Nawab Wallajah wanted to have a big palace  worthy of him close to Ftt. St. George, Madras. To meet additional expenses he decided to take loans from the British financiers.  Many British financiers associated with the EIC were ready to offer him loans. What is called the Carnatic Debts, or the Arcot Debts, were created by private servants of the East India Company. By charging high interest they enriched themselves by lending money to the ruler of the Carnatic, Nawab Muhammad Ali Khan Wallajah (1717–1795).

When the palace construction was on  Paul Benfield (1742–1810), financier and trader  who had close contact with the Nawab, was in charge of construction of the palace. He was  the former engineer  of East India company.

a 38.6-carat oval-shaped

The building had two parts:  Humayun Mahal, the ruler's quarter two-story Durbar hall, the Diwan-e-Khas.  The other being private quarters called Khalas Mahal.  In order to maintain his royal status, the  Nawab  had spent more money on the place than he could afford and consequently  his debt snowballed into whooping  10 million pounds, pretty huge amount in those days. The  Arcot ruler's debts that  soared above the Himalayan height  were far  beyond  redemption and this debt trap pushed the ruler below the abysmal depth.  

Nawab Umdat
Soon after the death of Nawab Wallajah , the onus of clearing the debt fell on Nawab's  son Umdat-ul-Umrah. The clever company officials and the crown had been waiting for the right opportunity to gobble up the Arcot kingdom.  Further,  the company suspected that Umdat had contact with Tipu Sultan, the company's arch enemy. Using default of loan as an excuse, East India company  wanted to annex  the palace  and the administration. Umdat ul-Umara  openly resisted the demands of the East India Company. But soon he  died and it is believed that he was, perhaps poisoned by the Company. Betrying or cheating trusted friends is the forte of the English company officials.
Nawab of Arcot Azim-ud-Daula

Umara's nephew Azim-ud-Daula ascended the throne, but  on 31 July 1801, the EIC under duress had him  sign a Carnatic Treaty handing over the civil and municipal administration of the Carnatic to the British East India Company. This document provided that Azim-ud-Daula ceded all his lands to British rule, including the territory of the Polygars. Soon the EIC  ceremoniously  evicted the once a rich royal family and  an alley of the British.

Carnatic treaty 1801.

Above image: Nawab Azim-ud-Daula and Major-General Arthur Wellesley sign the Carnatic Treaty at Chepauk Palace. 28 July. 1801..............
The kingdom, having been taken over by the company in 1801, now the Nabob became a  titular ruler, with a hereditary title 'Prince of Arcot' granted  by Queen Victoria.  The Nawab  was granted a paltry sum as pension plus  some protocol benefits so that his line of generation could carry on the royal family' s legacy.  Amir Mahal with a plot of its 14-acre grounds, on the Pycrofts road,Triplicane     had become the residence of ex -Arcot ruler's descendants since 1870
 Soon after take over by the British company,  the royal family moved into a new residence, Shadi Mahal, on Triplicane Road. About the vast plot and the Nawab's palace attached by the British, there was no taker when  put up for auction in 1855 and finally it came under the control of the  government. Presently being under the TN government. 

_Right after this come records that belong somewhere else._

//! INI file configuration adapter.

use crate::ports::config_port::ConfigPort;
use configparser::ini::Ini;
use std::path::Path;

pub struct FileConfigAdapter {
    config: Ini,
}

impl FileConfigAdapter {
    pub fn from_file<P: AsRef<Path>>(path: P) -> std::io::Result<Self> {
        let mut config = Ini::new();
        config.load(path).map_err(std::io::Error::other)?;
        Ok(Self { config })
    }

    pub fn from_string(content: &str) -> Result<Self, String> {
        let mut config = Ini::new();
        config.read(content.to_string())?;
        Ok(Self { config })
    }

    fn parse_bool(value: &str) -> Option<bool> {
        match value.to_lowercase().as_str() {
            "true" | "yes" | "1" => Some(true),
            "false" | "no" | "0" => Some(false),
            _ => None,
        }
    }
}

impl ConfigPort for FileConfigAdapter {
    fn get_string(&self, section: &str, key: &str) -> Option<String> {
        self.config.get(section, key)
    }

    fn get_int(&self, section: &str, key: &str, default: i64) -> i64 {
        self.config
            .getint(section, key)
            .ok()
            .flatten()
            .unwrap_or(default)
    }

    fn get_bool(&self, section: &str, key: &str, default: bool) -> bool {
        self.config
            .get(section, key)
            .as_ref()
            .and_then(|v| Self::parse_bool(v))
            .unwrap_or(default)
    }
}
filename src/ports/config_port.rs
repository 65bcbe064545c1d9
//! Configuration access port trait.

pub trait ConfigPort {
    fn get_string(&self, section: &str, key: &str) -> Option<String>;
    fn get_int(&self, section: &str, key: &str, default: i64) -> i64;
    fn get_bool(&self, section: &str, key: &str, default: bool) -> bool;
}
//! Column-wise magnitude parsing with an explicit policy for bad cells.

use crate::domain::error::{IndexvolError, ParseError};
use crate::domain::magnitude;
use std::fmt;
use std::str::FromStr;

/// What to do with a cell that fails to parse.
#[derive(Debug, Clone, Copy, PartialEq, Eq, Default)]
pub enum ErrorPolicy {
    /// Fail the whole column on the first bad cell.
    #[default]
    Abort,
    /// Leave the cell empty and record it.
    Skip,
    /// Substitute NaN and record it.
    Nan,
}

impl FromStr for ErrorPolicy {
    type Err = String;

    fn from_str(s: &str) -> Result<Self, Self::Err> {
        match s.trim().to_lowercase().as_str() {
            "abort" => Ok(ErrorPolicy::Abort),
            "skip" => Ok(ErrorPolicy::Skip),
            "nan" => Ok(ErrorPolicy::Nan),
            other => Err(format!(
                "unknown error policy '{}' (expected abort, skip or nan)",
                other
            )),
        }
    }
}

impl fmt::Display for ErrorPolicy {
    fn fmt(&self, f: &mut fmt::Formatter<'_>) -> fmt::Result {
        let s = match self {
            ErrorPolicy::Abort => "abort",
            ErrorPolicy::Skip => "skip",
            ErrorPolicy::Nan => "nan",
        };
        f.write_str(s)
    }
}

#[derive(Debug, Clone, PartialEq)]
pub struct RejectedCell {
    /// One-based position in the column.
    pub row: usize,
    pub error: ParseError,
}

#[derive(Debug, Clone, Default, PartialEq)]
pub struct ParsedColumn {
    /// One entry per input cell; `None` only under [`ErrorPolicy::Skip`].
    pub values: Vec<Option<f64>>,
    pub rejected: Vec<RejectedCell>,
}

impl ParsedColumn {
    pub fn is_clean(&self) -> bool {
        self.rejected.is_empty()
    }
}

/// Apply [`magnitude::parse`] to every cell of a column.
///
/// `column` names the column in the `Cell` error returned under
/// [`ErrorPolicy::Abort`].
pub fn parse_column<I, S>(
    cells: I,
    column: &str,
    policy: ErrorPolicy,
) -> Result<ParsedColumn, IndexvolError>
where
    I: IntoIterator<Item = S>,
    S: AsRef<str>,
{
    let mut parsed = ParsedColumn::default();

    for (index, cell) in cells.into_iter().enumerate() {
        match parse_cell(cell.as_ref(), index + 1, column, policy)? {
            Ok(v) => parsed.values.push(v),
            Err(rejected) => {
                parsed.values.push(match policy {
                    ErrorPolicy::Nan => Some(f64::NAN),
                    _ => None,
                });
                parsed.rejected.push(rejected);
            }
        }
    }

    Ok(parsed)
}

/// Parse one cell under `policy`; `row` is one-based.
///
/// The outer `Result` is the abort path; the inner one hands a tolerated
/// rejection back to the caller.
pub fn parse_cell(
    raw: &str,
    row: usize,
    column: &str,
    policy: ErrorPolicy,
) -> Result<Result<Option<f64>, RejectedCell>, IndexvolError> {
    match magnitude::parse(raw) {
        Ok(v) => Ok(Ok(Some(v))),
        Err(source) if policy == ErrorPolicy::Abort => Err(IndexvolError::Cell {
            row,
            column: column.to_string(),
            source,
        }),
        Err(error) => Ok(Err(RejectedCell { row, error })),
    }
}
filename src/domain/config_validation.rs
//! Configuration validation.
//!
//! Checks the `[data]` and `[parse]` sections before any file is read.

use crate::domain::column::ErrorPolicy;
use crate::domain::error::IndexvolError;
use crate::ports::config_port::ConfigPort;
use chrono::NaiveDate;
use std::collections::HashSet;

pub const MAX_PRECISION: usize = 12;

pub fn validate_config(config: &dyn ConfigPort) -> Result<(), IndexvolError> {
    validate_dir(config)?;
    validate_codes(config)?;
    validate_dates(config)?;
    validate_policy(config)?;
    validate_precision(config)?;
    Ok(())
}

fn invalid(section: &str, key: &str, reason: impl Into<String>) -> IndexvolError {
    IndexvolError::ConfigInvalid {
        section: section.to_string(),
        key: key.to_string(),
        reason: reason.into(),
    }
}

fn validate_dir(config: &dyn ConfigPort) -> Result<(), IndexvolError> {
    match config.get_string("data", "dir") {
        Some(s) if !s.trim().is_empty() => Ok(()),
        Some(_) => Err(invalid("data", "dir", "dir must not be empty")),
        None => Err(IndexvolError::ConfigMissing {
            section: "data".to_string(),
            key: "dir".to_string(),
        }),
    }
}

fn validate_codes(config: &dyn ConfigPort) -> Result<(), IndexvolError> {
    match config.get_string("data", "codes") {
        Some(s) => parse_codes(&s).map(|_| ()),
        None => Ok(()),
    }
}

/// Split a comma-separated code list, uppercasing each code.
pub fn parse_codes(input: &str) -> Result<Vec<String>, IndexvolError> {
    let mut codes = Vec::new();
    let mut seen = HashSet::new();

    for token in input.split(',') {
        let trimmed = token.trim();
        if trimmed.is_empty() {
            return Err(invalid("data", "codes", "empty token in code list"));
        }
        let code = trimmed.to_uppercase();
        if !seen.insert(code.clone()) {
            return Err(invalid("data", "codes", format!("duplicate code: {}", code)));
        }
        codes.push(code);
    }

    Ok(codes)
}

fn validate_dates(config: &dyn ConfigPort) -> Result<(), IndexvolError> {
    let start = config_date(config, "start_date")?;
    let end = config_date(config, "end_date")?;

    if let (Some(start), Some(end)) = (start, end) {
        if start > end {
            return Err(invalid(
                "data",
                "start_date",
                "start_date must not be after end_date",
            ));
        }
    }
    Ok(())
}

/// Optional `[data]` date in YYYY-MM-DD form.
pub fn config_date(
    config: &dyn ConfigPort,
    key: &str,
) -> Result<Option<NaiveDate>, IndexvolError> {
    match config.get_string("data", key) {
        None => Ok(None),
        Some(s) => NaiveDate::parse_from_str(s.trim(), "%Y-%m-%d")
            .map(Some)
            .map_err(|_| {
                invalid(
                    "data",
                    key,
                    format!("invalid {} format, expected YYYY-MM-DD", key),
                )
            }),
    }
}

fn validate_policy(config: &dyn ConfigPort) -> Result<(), IndexvolError> {
    match config.get_string("parse", "on_error") {
        Some(s) => s
            .parse::<ErrorPolicy>()
            .map(|_| ())
            .map_err(|reason| invalid("parse", "on_error", reason)),
        None => Ok(()),
    }
}

fn validate_precision(config: &dyn ConfigPort) -> Result<(), IndexvolError> {
    match config.get_string("parse", "precision") {
        Some(s) => match s.trim().parse::<usize>() {
            Ok(p) if p <= MAX_PRECISION => Ok(()),
            _ => Err(invalid(
                "parse",
                "precision",
                format!("precision must be an integer between 0 and {}", MAX_PRECISION),
            )),
        },
        None => Ok(()),
    }
}
use crate::fanout::BroadcastFanout;
use crate::state::StateStore;
use parking_lot::Mutex;
use serde::{Deserialize, Serialize};
use std::sync::atomic::{AtomicBool, AtomicU32, Ordering};
use std::sync::Arc;
use std::time::Instant;

#[derive(Debug, Clone, Serialize, Deserialize)]
pub struct KernelHealth {
    pub uptime_seconds: u64,
    pub machines_tracked: usize,
    pub clients_connected: usize,
    pub memory_usage_mb: f32,
    pub mqtt_status: String,
    pub mqtt_reconnects: u32,
}

/// Bus connectivity flag plus process vitals. Cheap to clone.
#[derive(Debug, Clone)]
pub struct HealthTracker {
    start_time: Instant,
    connected: Arc<AtomicBool>,
    mqtt_reconnects: Arc<AtomicU32>,
    mqtt_status: Arc<Mutex<String>>,
}

impl Default for HealthTracker {
    fn default() -> Self {
        Self::new()
    }
}

impl HealthTracker {
    pub fn new() -> Self {
        Self {
            start_time: Instant::now(),
            connected: Arc::new(AtomicBool::new(false)),
            mqtt_reconnects: Arc::new(AtomicU32::new(0)),
            mqtt_status: Arc::new(Mutex::new("connecting".to_string())),
        }
    }

    pub fn mark_mqtt_connected(&self) {
        self.connected.store(true, Ordering::Release);
        *self.mqtt_status.lock() = "connected".to_string();
    }

    pub fn mark_mqtt_disconnected(&self) {
        self.connected.store(false, Ordering::Release);
        *self.mqtt_status.lock() = "disconnected".to_string();
    }

    pub fn increment_reconnects(&self) {
        self.connected.store(false, Ordering::Release);
        self.mqtt_reconnects.fetch_add(1, Ordering::Relaxed);
        *self.mqtt_status.lock() = "reconnecting".to_string();
    }

    pub fn is_connected(&self) -> bool {
        self.connected.load(Ordering::Acquire)
    }

    pub fn mqtt_status(&self) -> String {
        self.mqtt_status.lock().clone()
    }

    pub fn reconnects(&self) -> u32 {
        self.mqtt_reconnects.load(Ordering::Relaxed)
    }

    pub fn get_health(&self, store: &StateStore, fanout: &BroadcastFanout) -> KernelHealth {
        KernelHealth {
            uptime_seconds: self.start_time.elapsed().as_secs(),
            machines_tracked: store.machine_count(),
            clients_connected: fanout.client_count(),
            memory_usage_mb: get_memory_usage_mb(),
            mqtt_status: self.mqtt_status(),
            mqtt_reconnects: self.reconnects(),
        }
    }
}

/// Resident set size from procfs; 0 where that is unavailable.
fn get_memory_usage_mb() -> f32 {
    #[cfg(target_os = "linux")]
    {
        if let Ok(status) = std::fs::read_to_string("/proc/self/status") {
            let rss_kb = status
                .lines()
                .find(|line| line.starts_with("VmRSS:"))
                .and_then(|line| line.split_whitespace().nth(1))
                .and_then(|kb| kb.parse::<u64>().ok());
            if let Some(kb) = rss_kb {
                return kb as f32 / 1024.0;
            }
        }
    }
    0.0
}
#[cfg(test)]
mod tests {
    use super::*;
    use crate::contracts::EnvelopeType;
    use serde_json::{json, Value};

    fn event(machine_id: Option<&str>) -> Envelope {
        Envelope::new(
            EnvelopeType::ProcessData,
            machine_id.map(str::to_string),
            OffsetDateTime::now_utc(),
            json!({ "temperature": 72.0 }),
        )
    }

    fn next_type(rx: &mut mpsc::Receiver<Frame>) -> Option<String> {
        let frame = rx.try_recv().ok()?;
        let value: Value = serde_json::from_str(&frame).ok()?;
        value["type"].as_str().map(str::to_string)
    }

    #[tokio::test]
    async fn register_sends_welcome() {
        let fanout = BroadcastFanout::new(8);
        let (_, mut rx) = fanout.register();
        assert_eq!(next_type(&mut rx).as_deref(), Some("connection"));
        assert_eq!(fanout.client_count(), 1);
    }

    #[tokio::test]
    async fn closed_client_is_dropped_without_affecting_others() {
        let fanout = BroadcastFanout::new(8);
        let (_, mut rx1) = fanout.register();
        let (id2, rx2) = fanout.register();
        let (_, mut rx3) = fanout.register();
        drop(rx2);

        let delivered = fanout.broadcast(&event(Some("M1")));
        assert_eq!(delivered, 2);
        assert_eq!(fanout.client_count(), 2);
        assert!(fanout.subscription(id2).is_none());

        for rx in [&mut rx1, &mut rx3] {
            assert_eq!(next_type(rx).as_deref(), Some("connection"));
            assert_eq!(next_type(rx).as_deref(), Some("process_data"));
        }
    }

    #[tokio::test]
    async fn full_queue_drops_only_that_client() {
        let fanout = BroadcastFanout::new(2);
        let (slow, _slow_rx) = fanout.register();
        let (_, mut fast_rx) = fanout.register();

        assert_eq!(fanout.broadcast(&event(None)), 2);
        next_type(&mut fast_rx);
        next_type(&mut fast_rx);

        // slow client still holds welcome + first event
        assert_eq!(fanout.broadcast(&event(None)), 1);
        assert!(fanout.subscription(slow).is_none());
        assert_eq!(next_type(&mut fast_rx).as_deref(), Some("process_data"));
    }

    #[tokio::test]
    async fn frames_arrive_in_broadcast_order() {
        let fanout = BroadcastFanout::new(16);
        let (_, mut rx) = fanout.register();
        next_type(&mut rx);

        for i in 0..5 {
            fanout.broadcast(&Envelope::heartbeat(i));
        }
        for i in 0..5 {
            let frame = rx.try_recv().unwrap();
            let value: Value = serde_json::from_str(&frame).unwrap();
            assert_eq!(value["data"]["active_connections"], i);
        }
    }

    #[tokio::test]
    async fn subscriptions_filter_machine_events() {
        let fanout = BroadcastFanout::new(16);
        let (watcher, mut watcher_rx) = fanout.register();
        let (_, mut everyone_rx) = fanout.register();
        next_type(&mut watcher_rx);
        next_type(&mut everyone_rx);

        assert!(fanout.subscribe(watcher, "M1"));
        assert_eq!(next_type(&mut watcher_rx).as_deref(), Some("subscription"));

        assert_eq!(fanout.broadcast(&event(Some("M2"))), 1);
        assert_eq!(fanout.broadcast(&event(Some("M1"))), 2);
        assert_eq!(fanout.broadcast(&Envelope::heartbeat(2)), 2);

        assert_eq!(next_type(&mut watcher_rx).as_deref(), Some("process_data"));
        assert_eq!(next_type(&mut watcher_rx).as_deref(), Some("heartbeat"));
        assert!(next_type(&mut watcher_rx).is_none());

        assert!(fanout.unsubscribe(watcher, "M1"));
        assert_eq!(fanout.subscription(watcher), Some(Subscription::All));
        assert!(!fanout.subscribe(999, "M1"));
    }

    #[tokio::test(start_paused = true)]
    async fn heartbeat_evicts_idle_clients_and_reports_count() {
        let fanout = BroadcastFanout::new(16);
        let (_, _idle_rx) = fanout.register();
        let (active, mut active_rx) = fanout.register();
        next_type(&mut active_rx);

        tokio::time::advance(Duration::from_secs(60)).await;
        fanout.touch(active);

        assert_eq!(fanout.heartbeat(Duration::from_secs(30)), 1);
        assert_eq!(fanout.client_count(), 1);

        let frame = active_rx.try_recv().unwrap();
        let value: Value = serde_json::from_str(&frame).unwrap();
        assert_eq!(value["type"], "heartbeat");
        assert_eq!(value["data"]["active_connections"], 1);
    }

    #[tokio::test]
    async fn unregister_is_idempotent_and_shutdown_closes_queues() {
        let fanout = BroadcastFanout::new(4);
        let (a, _rx_a) = fanout.register();
        let (_, mut rx_b) = fanout.register();

        assert!(fanout.unregister(a));
        assert!(!fanout.unregister(a));
        assert_eq!(fanout.connection_stats().total_connections, 1);

        assert_eq!(fanout.shutdown_all(), 1);
        next_type(&mut rx_b);
        assert!(rx_b.recv().await.is_none());
    }
}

The beautiful  tower between Humayun and  Khalsa Mahal was built in 1768  by  Robert Fellowes Chisholm, popular  architect well-known for Indo- Saracenic style of buildings in India.

The MA Chidambaram Stadium (also known as Chepauk ground) itself was built on part of the palace grounds. An interesting fact is, it is believed, that Cricket has been played here since 1842, when the Madras Cricket Club was founded.
18th CE The Chepauk Palace.Chennai, TN

The Chepauk Palace.Chennai, TN

Above image: The Chepauk Palace. on Wallajah roar, Chennai with the Humayun Mahal and portions of the Khalas Mahal in sight. ‘the name is derived from Che baag’ meaning six gardens in Hindi. The palace once had 6 gardens.........

Renovated Kalas mahal, Chepauk palace, Chennai.

Above image ; The Kalas Mahal is almost 274 years old and the Nawab built the palace with loans from the EIC officials...................

In the palace descendants of Nawab of Arcot are living  including the present Prince of Arcot.